Alexza Pharmaceuticals announced positive top-line results from its 400-patient Phase IIb clinical trial of AZ-001 (Staccato prochlorperazine) in patients with migraine headache. All three doses of AZ-001 met the primary endpoint of two-hour pain relief compared with placebo.

The AZ-001 Phase IIb clinical trial was an outpatient, multicenter, randomized, double-blind, placebo-controlled study. The study was designed to evaluate the treatment of a single migraine attack in each of 400 migraine patients, with and without aura. In the trial, three doses of AZ-001 (5, 7.5 and 10 mg) and placebo (a Staccato device containing no drug) were tested, with 100 patients assigned to each treatment group. The primary efficacy endpoint for the trial was headache pain relief at two hours post-dose, as defined by the International Headache Society using a four-point headache pain rating scale. Secondary efficacy endpoints for the trial included various additional measurements of pain relief, as well as effects on nausea, vomiting, phonophobia and photophobia.

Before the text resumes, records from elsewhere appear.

use std::collections::BTreeMap;

use serde::{Deserialize, Serialize};
use tracing::{debug, info, warn};

use crate::{
    agents::{Agent, AgentId, AgentState, Profession},
    buildings::{Building, BuildingId, BuildingKind},
    calendar::Calendar,
    config::GameConfig,
    error::SimError,
    events::{Outbox, Severity, SimEvent, VisualKind},
    grid::{TerrainKind, TileGrid, TilePos},
    ledger::{CropKind, ResourceLedger},
    rng::RngManager,
};

#[derive(Debug, Clone, Copy, PartialEq, Eq, Serialize, Deserialize)]
#[serde(rename_all = "snake_case")]
pub enum Terraform {
    /// Cut down a forest tile.
    Clear,
    /// Turn grass into farmable dirt.
    Till,
}

/// All simulation state. Systems and player commands mutate it in place;
/// the view only ever sees snapshots and the drained outbox.
pub struct World {
    tick: u64,
    elapsed: f64,
    dt: f32,
    pub config: GameConfig,
    pub grid: TileGrid,
    pub buildings: BTreeMap<BuildingId, Building>,
    /// Keyed by creation order, which is also update order.
    pub agents: BTreeMap<AgentId, Agent>,
    pub ledger: ResourceLedger,
    pub calendar: Calendar,
    pub outbox: Outbox,
    pub(crate) rng: RngManager,
    next_building: u64,
    next_agent: u64,
}

impl World {
    pub fn new(config: GameConfig, seed: u64, dt: f32) -> Self {
        let mut rng = RngManager::new(seed);
        let grid = TileGrid::generate(&config.map, &mut rng.stream("terrain"));
        Self {
            tick: 0,
            elapsed: 0.0,
            dt,
            ledger: ResourceLedger::new(&config.ledger),
            calendar: Calendar::new(&config.seasons),
            config,
            grid,
            buildings: BTreeMap::new(),
            agents: BTreeMap::new(),
            outbox: Outbox::new(),
            rng,
            next_building: 1,
            next_agent: 1,
        }
    }

    pub fn tick(&self) -> u64 {
        self.tick
    }

    /// Simulated time since the start, in game units.
    pub fn elapsed(&self) -> f64 {
        self.elapsed
    }

    pub fn dt(&self) -> f32 {
        self.dt
    }

    pub fn advance_time(&mut self, dt: f32) {
        self.tick += 1;
        self.elapsed += dt as f64;
    }

    pub(crate) fn allocate_agent_id(&mut self) -> AgentId {
        let id = AgentId::new(self.next_agent);
        self.next_agent += 1;
        id
    }

    pub(crate) fn next_agent_number(&self) -> u64 {
        self.next_agent
    }

    fn allocate_building_id(&mut self) -> BuildingId {
        let id = BuildingId::new(self.next_building);
        self.next_building += 1;
        id
    }

    /// Records a domain event. The ledger sees it first so stock is current
    /// before anyone downstream reacts.
    pub fn emit(&mut self, event: SimEvent) {
        self.ledger.observe(&event);
        self.outbox.push_event(event);
    }

    pub fn building_at(&self, x: i32, z: i32) -> Option<BuildingId> {
        self.grid.tile_at(x, z).and_then(|tile| tile.building)
    }

    pub fn residents_with(&self, profession: Profession) -> impl Iterator<Item = &Agent> {
        self.agents
            .values()
            .filter(move |agent| agent.profession == profession)
    }

    pub fn can_place(&self, kind: BuildingKind, x: i32, z: i32) -> bool {
        let spec = self.config.buildings.spec(kind);
        self.grid
            .can_place(TilePos::new(x, z), spec.width, spec.depth)
    }

    /// Puts a construction site on the map without charging for it.
    pub fn place_building(
        &mut self,
        kind: BuildingKind,
        x: i32,
        z: i32,
    ) -> Result<BuildingId, SimError> {
        let origin = TilePos::new(x, z);
        if !self.can_place(kind, x, z) {
            let err = SimError::InvalidSite { kind, origin };
            debug!(%kind, %origin, "placement rejected");
            self.outbox.notify(err.to_string(), Severity::Error);
            return Err(err);
        }
        let id = self.allocate_building_id();
        let spec = self.config.buildings.spec(kind);
        let mut building = Building::new(id, kind, origin, spec);
        self.grid.occupy(origin, spec.width, spec.depth, id);
        building.visual = Some(
            self.outbox
                .create_visual(VisualKind::ConstructionSite(kind), building.position()),
        );
        self.buildings.insert(id, building);
        info!(building = %id, %kind, %origin, "building placed");
        self.emit(SimEvent::BuildingPlaced {
            building: id,
            kind,
            origin,
        });
        Ok(id)
    }

    /// Player command: pay for a building and start construction.
    pub fn build(&mut self, kind: BuildingKind, x: i32, z: i32) -> Result<BuildingId, SimError> {
        let cost = self.config.buildings.spec(kind).cost.clone();
        if !self.ledger.can_afford(&cost) {
            let err = SimError::InsufficientResources {
                what: format!("{kind} ({cost})"),
            };
            self.outbox.notify(err.to_string(), Severity::Error);
            return Err(err);
        }
        let id = self.place_building(kind, x, z)?;
        self.ledger.consume(&cost)?;
        self.outbox
            .notify(format!("Started building a {kind}"), Severity::Success);

        if self.config.auto_builder && self.ledger.has_room() {
            self.spawn_resident(Profession::Builder)?;
        }
        Ok(id)
    }

    /// Tears down whatever building covers the tile. Its worker, including one
    /// away on an errand, is sent idle first.
    pub fn demolish(&mut self, x: i32, z: i32) -> bool {
        let Some(id) = self.building_at(x, z) else {
            return false;
        };
        let attached: Vec<AgentId> = self
            .agents
            .values()
            .filter(|agent| {
                agent.workplace == Some(id)
                    || agent.journey.is_some_and(|journey| journey.return_to == id)
            })
            .map(|agent| agent.id)
            .collect();
        for agent in attached {
            self.send_idle(agent);
        }
        self.grid.release(id);
        let Some(building) = self.buildings.remove(&id) else {
            return false;
        };
        if let Some(handle) = building.visual {
            self.outbox.remove_visual(handle);
        }
        info!(building = %id, kind = %building.kind, "building demolished");
        self.emit(SimEvent::BuildingDemolished {
            building: id,
            kind: building.kind,
        });
        true
    }

    /// Grows the map to `new_size`, keeping every existing tile.
    pub fn expand_map(&mut self, new_size: u32) -> Result<usize, SimError> {
        let from = self.grid.size();
        let added = {
            let mut rng = self.rng.stream("terrain");
            self.grid.expand(new_size, &self.config.map, &mut rng)
        };
        let added = match added {
            Ok(added) => added,
            Err(err) => {
                self.outbox.notify(err.to_string(), Severity::Error);
                return Err(err);
            }
        };
        info!(from, to = new_size, added, "map expanded");
        self.emit(SimEvent::MapExpanded { from, to: new_size });
        Ok(added)
    }

    /// Player command: pay the expansion cost and grow by one step.
    pub fn expand_by_step(&mut self) -> Result<usize, SimError> {
        let cost = self.config.map.expansion_cost.clone();
        if let Err(err) = self.ledger.consume(&cost) {
            self.outbox.notify(err.to_string(), Severity::Error);
            return Err(err);
        }
        let target = self.grid.size() + self.config.map.expansion_step;
        self.expand_map(target)
    }

    pub fn terraform(&mut self, x: i32, z: i32, action: Terraform) -> Result<(), SimError> {
        let pos = TilePos::new(x, z);
        let result = match self.grid.tile_at_mut(x, z) {
            Some(tile) if !tile.occupied => match (action, tile.terrain) {
                (Terraform::Clear, TerrainKind::Forest) => {
                    tile.set_terrain(TerrainKind::Grass);
                    Ok(())
                }
                (Terraform::Till, TerrainKind::Grass) => {
                    tile.set_terrain(TerrainKind::Dirt);
                    Ok(())
                }
                _ => Err(SimError::InvalidTerraform(pos)),
            },
            _ => Err(SimError::InvalidTerraform(pos)),
        };
        match &result {
            Ok(()) => debug!(%pos, ?action, "terraformed"),
            Err(err) => self.outbox.notify(err.to_string(), Severity::Warning),
        }
        result
    }

    /// Clears forest under a footprint so a starter building fits.
    pub fn prepare_site(&mut self, kind: BuildingKind, x: i32, z: i32) {
        let spec = self.config.buildings.spec(kind);
        for pos in TileGrid::footprint(TilePos::new(x, z), spec.width, spec.depth) {
            if let Some(tile) = self.grid.tile_at_mut(pos.x, pos.z) {
                if tile.terrain == TerrainKind::Forest && !tile.occupied {
                    tile.set_terrain(TerrainKind::Grass);
                }
            }
        }
    }

    pub fn sell_crop(&mut self, crop: CropKind, amount: u32) -> f64 {
        let earned = self.ledger.sell_crop(crop, amount);
        if earned > 0.0 {
            self.outbox
                .notify(format!("Sold {crop} for {earned}"), Severity::Success);
        }
        earned
    }

    pub fn sell_all(&mut self) -> f64 {
        let earned = self.ledger.sell_all();
        if earned > 0.0 {
            self.outbox
                .notify(format!("Sold the harvest for {earned}"), Severity::Success);
        }
        earned
    }

    /// Every broken structural invariant, described in plain words.
    pub fn audit(&self) -> Vec<String> {
        let mut problems = Vec::new();

        for tile in self.grid.tiles() {
            if tile.occupied != tile.building.is_some() {
                problems.push(format!(
                    "tile {} occupied={} but building={:?}",
                    tile.pos, tile.occupied, tile.building
                ));
            }
            if let Some(id) = tile.building {
                match self.buildings.get(&id) {
                    Some(building) if building.covers(tile.pos) => {}
                    Some(_) => problems.push(format!("tile {} outside {id}", tile.pos)),
                    None => problems.push(format!("tile {} points at missing {id}", tile.pos)),
                }
            }
        }

        for building in self.buildings.values() {
            for pos in TileGrid::footprint(building.origin, building.width, building.depth) {
                let owner = self.grid.tile_at(pos.x, pos.z).and_then(|tile| tile.building);
                if owner != Some(building.id) {
                    problems.push(format!("{} does not own tile {pos}", building.id));
                }
            }
            if let Some(worker) = building.worker {
                let linked = self
                    .agents
                    .get(&worker)
                    .map(|agent| agent.workplace == Some(building.id))
                    .unwrap_or(false);
                if !linked {
                    problems.push(format!("{} lists {worker} who does not work there", building.id));
                }
            }
            if !(0.0..=1.0).contains(&building.progress)
                || (building.complete && building.progress != 1.0)
            {
                problems.push(format!("{} has progress {}", building.id, building.progress));
            }
            if building.farm.is_some()
                && (building.kind != BuildingKind::Farm || !building.complete)
            {
                problems.push(format!("{} has a crop plot it should not have", building.id));
            }
        }

        for agent in self.agents.values() {
            if let Some(workplace) = agent.workplace {
                let linked = self
                    .buildings
                    .get(&workplace)
                    .map(|building| building.worker == Some(agent.id))
                    .unwrap_or(false);
                if !linked {
                    problems.push(format!("{} works at {workplace} without a back-link", agent.id));
                }
            }
            if agent.state == AgentState::Working && agent.workplace.is_none() {
                problems.push(format!("{} is working without a workplace", agent.id));
            }
            if let Some(journey) = agent.journey {
                if agent.workplace != Some(journey.return_to) {
                    problems.push(format!(
                        "{} is on an errand for {} but works at {:?}",
                        agent.id, journey.return_to, agent.workplace
                    ));
                }
            }
        }

        if self.ledger.population as usize != self.agents.len() {
            problems.push(format!(
                "population {} but {} residents",
                self.ledger.population,
                self.agents.len()
            ));
        }

        if !problems.is_empty() {
            warn!(count = problems.len(), "world audit found problems");
        }
        problems
    }
}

AZ-001 met the primary efficacy endpoint of the trial for all three doses of the drug. Statistically significant improvements in pain response were observed in 66 percent of patients at the 10-mg dose, 63.7 percent of patients at the 7.5-mg dose and 60.2 percent of patients at the 5-mg dose, compared with 40.8 percent of patients receiving placebo.

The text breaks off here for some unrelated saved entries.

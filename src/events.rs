//! Domain events and the command queue consumed by the view layer.
//!
//! The core never talks to a renderer directly. Everything it wants shown is
//! queued in the [`Outbox`] during a tick and drained once per tick by the
//! engine, which forwards it to every registered [`Presenter`].

use std::mem;

use serde::Serialize;
use tracing::{debug, info, warn};

use crate::{
    agents::{AgentId, Errand, Profession},
    buildings::{BuildingId, BuildingKind},
    calendar::Season,
    farm::FarmState,
    grid::{Position, TilePos},
    ledger::{Amounts, CropYield},
};

#[derive(Debug, Clone, PartialEq, Serialize)]
#[serde(tag = "type", rename_all = "snake_case")]
pub enum SimEvent {
    BuildingPlaced {
        building: BuildingId,
        kind: BuildingKind,
        origin: TilePos,
    },
    BuildingCompleted {
        building: BuildingId,
        kind: BuildingKind,
    },
    BuildingDemolished {
        building: BuildingId,
        kind: BuildingKind,
    },
    ResourceProduced {
        building: BuildingId,
        kind: BuildingKind,
        resources: Amounts,
        crop: Option<CropYield>,
    },
    PopulationIncreased {
        building: BuildingId,
        amount: u32,
    },
    FarmStateChanged {
        building: BuildingId,
        from: FarmState,
        to: FarmState,
    },
    ResidentSpawned {
        agent: AgentId,
        profession: Profession,
    },
    ResidentRemoved {
        agent: AgentId,
    },
    ProfessionChanged {
        agent: AgentId,
        from: Profession,
        to: Profession,
    },
    WorkAssigned {
        agent: AgentId,
        building: BuildingId,
    },
    WorkReleased {
        agent: AgentId,
        building: BuildingId,
    },
    ErrandStarted {
        agent: AgentId,
        errand: Errand,
        destination: Position,
    },
    ErrandFinished {
        agent: AgentId,
        errand: Errand,
        success: bool,
    },
    MapExpanded {
        from: u32,
        to: u32,
    },
    DayStarted {
        day: u32,
    },
    SeasonChanged {
        season: Season,
    },
}

#[derive(Debug, Clone, Copy, PartialEq, Eq, PartialOrd, Ord, Hash, Serialize)]
pub struct VisualHandle(u64);

impl VisualHandle {
    pub fn raw(self) -> u64 {
        self.0
    }
}

#[derive(Debug, Clone, Copy, PartialEq, Eq, Serialize)]
#[serde(tag = "type", content = "variant", rename_all = "snake_case")]
pub enum VisualKind {
    Building(BuildingKind),
    /// Placeholder shown while a building is under construction.
    ConstructionSite(BuildingKind),
    Resident(Profession),
}

#[derive(Debug, Clone, Copy, PartialEq, Eq, Serialize)]
#[serde(rename_all = "snake_case")]
pub enum EffectKind {
    Build,
    Till,
    Seed,
    Water,
    Harvest,
}

#[derive(Debug, Clone, Copy, PartialEq, Eq, Serialize)]
#[serde(rename_all = "snake_case")]
pub enum Severity {
    Info,
    Success,
    Warning,
    Error,
}

#[derive(Debug, Clone, PartialEq, Serialize)]
#[serde(tag = "command", rename_all = "snake_case")]
pub enum ViewCommand {
    CreateVisual {
        handle: VisualHandle,
        kind: VisualKind,
        position: Position,
    },
    RemoveVisual {
        handle: VisualHandle,
    },
    PlayEffect {
        effect: EffectKind,
        position: Position,
    },
    Notify {
        message: String,
        severity: Severity,
    },
}

/// Per-tick queue of events and view commands.
#[derive(Debug, Default)]
pub struct Outbox {
    events: Vec<SimEvent>,
    commands: Vec<ViewCommand>,
    next_handle: u64,
}

impl Outbox {
    pub fn new() -> Self {
        Self::default()
    }

    pub fn push_event(&mut self, event: SimEvent) {
        self.events.push(event);
    }

    pub fn create_visual(&mut self, kind: VisualKind, position: Position) -> VisualHandle {
        self.next_handle += 1;
        let handle = VisualHandle(self.next_handle);
        self.commands.push(ViewCommand::CreateVisual {
            handle,
            kind,
            position,
        });
        handle
    }

    pub fn remove_visual(&mut self, handle: VisualHandle) {
        self.commands.push(ViewCommand::RemoveVisual { handle });
    }

    pub fn play_effect(&mut self, effect: EffectKind, position: Position) {
        self.commands
            .push(ViewCommand::PlayEffect { effect, position });
    }

    pub fn notify(&mut self, message: impl Into<String>, severity: Severity) {
        self.commands.push(ViewCommand::Notify {
            message: message.into(),
            severity,
        });
    }

    pub fn events(&self) -> &[SimEvent] {
        &self.events
    }

    pub fn commands(&self) -> &[ViewCommand] {
        &self.commands
    }

    pub fn drain(&mut self) -> (Vec<SimEvent>, Vec<ViewCommand>) {
        (mem::take(&mut self.events), mem::take(&mut self.commands))
    }
}

/// The rendering side of the game, as seen from the simulation.
pub trait Presenter: Send {
    fn create_visual(&mut self, handle: VisualHandle, kind: VisualKind, position: Position);
    fn remove_visual(&mut self, handle: VisualHandle);
    fn play_effect(&mut self, effect: EffectKind, position: Position);
    fn notify(&mut self, message: &str, severity: Severity);

    fn on_event(&mut self, _event: &SimEvent) {}

    fn apply(&mut self, command: &ViewCommand) {
        match command {
            ViewCommand::CreateVisual {
                handle,
                kind,
                position,
            } => self.create_visual(*handle, *kind, *position),
            ViewCommand::RemoveVisual { handle } => self.remove_visual(*handle),
            ViewCommand::PlayEffect { effect, position } => self.play_effect(*effect, *position),
            ViewCommand::Notify { message, severity } => self.notify(message, *severity),
        }
    }
}

/// Headless presenter that turns view commands into log lines.
#[derive(Debug, Default)]
pub struct TracingPresenter;

impl Presenter for TracingPresenter {
    fn create_visual(&mut self, handle: VisualHandle, kind: VisualKind, position: Position) {
        debug!(handle = handle.raw(), ?kind, %position, "create visual");
    }

    fn remove_visual(&mut self, handle: VisualHandle) {
        debug!(handle = handle.raw(), "remove visual");
    }

    fn play_effect(&mut self, effect: EffectKind, position: Position) {
        debug!(?effect, %position, "effect");
    }

    fn notify(&mut self, message: &str, severity: Severity) {
        match severity {
            Severity::Warning | Severity::Error => warn!(?severity, "{message}"),
            Severity::Info | Severity::Success => info!(?severity, "{message}"),
        }
    }
}

/// Keeps everything it is handed. Handy in tests and for replay.
#[derive(Debug, Default, Clone)]
pub struct RecordingPresenter {
    pub commands: Vec<ViewCommand>,
    pub events: Vec<SimEvent>,
}

impl RecordingPresenter {
    pub fn notices(&self) -> impl Iterator<Item = (&str, Severity)> {
        self.commands.iter().filter_map(|command| match command {
            ViewCommand::Notify { message, severity } => Some((message.as_str(), *severity)),
            _ => None,
        })
    }
}

impl Presenter for RecordingPresenter {
    fn create_visual(&mut self, handle: VisualHandle, kind: VisualKind, position: Position) {
        self.commands.push(ViewCommand::CreateVisual {
            handle,
            kind,
            position,
        });
    }

    fn remove_visual(&mut self, handle: VisualHandle) {
        self.commands.push(ViewCommand::RemoveVisual { handle });
    }

    fn play_effect(&mut self, effect: EffectKind, position: Position) {
        self.commands
            .push(ViewCommand::PlayEffect { effect, position });
    }

    fn notify(&mut self, message: &str, severity: Severity) {
        self.commands.push(ViewCommand::Notify {
            message: message.to_string(),
            severity,
        });
    }

    fn on_event(&mut self, event: &SimEvent) {
        self.events.push(event.clone());
    }
}

#[cfg(test)]
mod tests {
    use super::*;

    #[test]
    fn outbox_hands_out_fresh_handles_and_drains() {
        let mut outbox = Outbox::new();
        let first = outbox.create_visual(
            VisualKind::Resident(Profession::Farmer),
            Position::new(1.0, 2.0),
        );
        let second = outbox.create_visual(
            VisualKind::Building(BuildingKind::Barn),
            Position::new(3.0, 4.0),
        );
        outbox.notify("hello", Severity::Info);
        outbox.push_event(SimEvent::DayStarted { day: 2 });

        assert_ne!(first, second);
        let (events, commands) = outbox.drain();
        assert_eq!(events.len(), 1);
        assert_eq!(commands.len(), 3);
        assert!(outbox.events().is_empty());
        assert!(outbox.commands().is_empty());
    }

    #[test]
    fn recording_presenter_replays_commands() {
        let mut outbox = Outbox::new();
        outbox.play_effect(EffectKind::Till, Position::new(0.0, 0.0));
        outbox.notify("no seeds", Severity::Warning);
        let (_, commands) = outbox.drain();

        let mut presenter = RecordingPresenter::default();
        for command in &commands {
            presenter.apply(command);
        }

        assert_eq!(presenter.commands, commands);
        let notices: Vec<_> = presenter.notices().collect();
        assert_eq!(notices, vec![("no seeds", Severity::Warning)]);
    }
}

Another measure of efficacy was the achievement of a pain-free response at two hours. In the trial, AZ-001 showed statistically significant differences from placebo in this measure with 35 percent of patients who received the 10-mg dose achieving pain-free status and 29.7 percent of patients who received the 7.5-mg dose achieving pain-free status. The rate of pain-free response at two hours in patients receiving placebo was 15.3 percent.